WHAT THIS TASK INVOLVES: All lines below containing "usize" are to be listed.

MATERIAL SHOWN:
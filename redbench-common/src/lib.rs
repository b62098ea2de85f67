use thiserror::Error;

pub mod encode;
pub mod scan;
pub mod telemetry;

pub use encode::append_command;
pub use scan::{FrameScanner, Scanned};

/// Longest header or simple-string line accepted before a CRLF must appear.
pub const MAX_LINE_LEN: usize = 1 << 20;

/// Largest bulk payload a frame may announce.
pub const MAX_BULK_LEN: usize = 512 * 1024 * 1024;

/// Default limit on how deeply aggregate frames may nest.
pub const DEFAULT_MAX_DEPTH: usize = 32;

/// Framing errors raised while scanning a stream of frames.
///
/// None of these can be recovered from mid-stream: once framing is lost the
/// remaining bytes of a pipelined connection cannot be attributed to requests.
#[derive(Debug, Error, Clone, PartialEq, Eq)]
pub enum ProtocolError {
    #[error("Unexpected type byte {0:#04x} at start of frame")]
    UnexpectedType(u8),

    #[error("Invalid length in frame header: {0:?}")]
    InvalidLength(String),

    #[error("Frame header exceeds {0} bytes without a CRLF terminator")]
    LineTooLong(usize),

    #[error("Header line is not terminated by CRLF")]
    MalformedLine,

    #[error("Missing CRLF terminator after bulk payload")]
    MissingTerminator,

    #[error("Aggregate nesting exceeds maximum depth of {0}")]
    TooDeep(usize),
}

/// Result type for frame scanning
pub type Result<T> = std::result::Result<T, ProtocolError>;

ANSWER FOR THE TASK:
pub const MAX_LINE_LEN: usize = 1 << 20;
pub const MAX_BULK_LEN: usize = 512 * 1024 * 1024;
pub const DEFAULT_MAX_DEPTH: usize = 32;
    LineTooLong(usize),
    TooDeep(usize),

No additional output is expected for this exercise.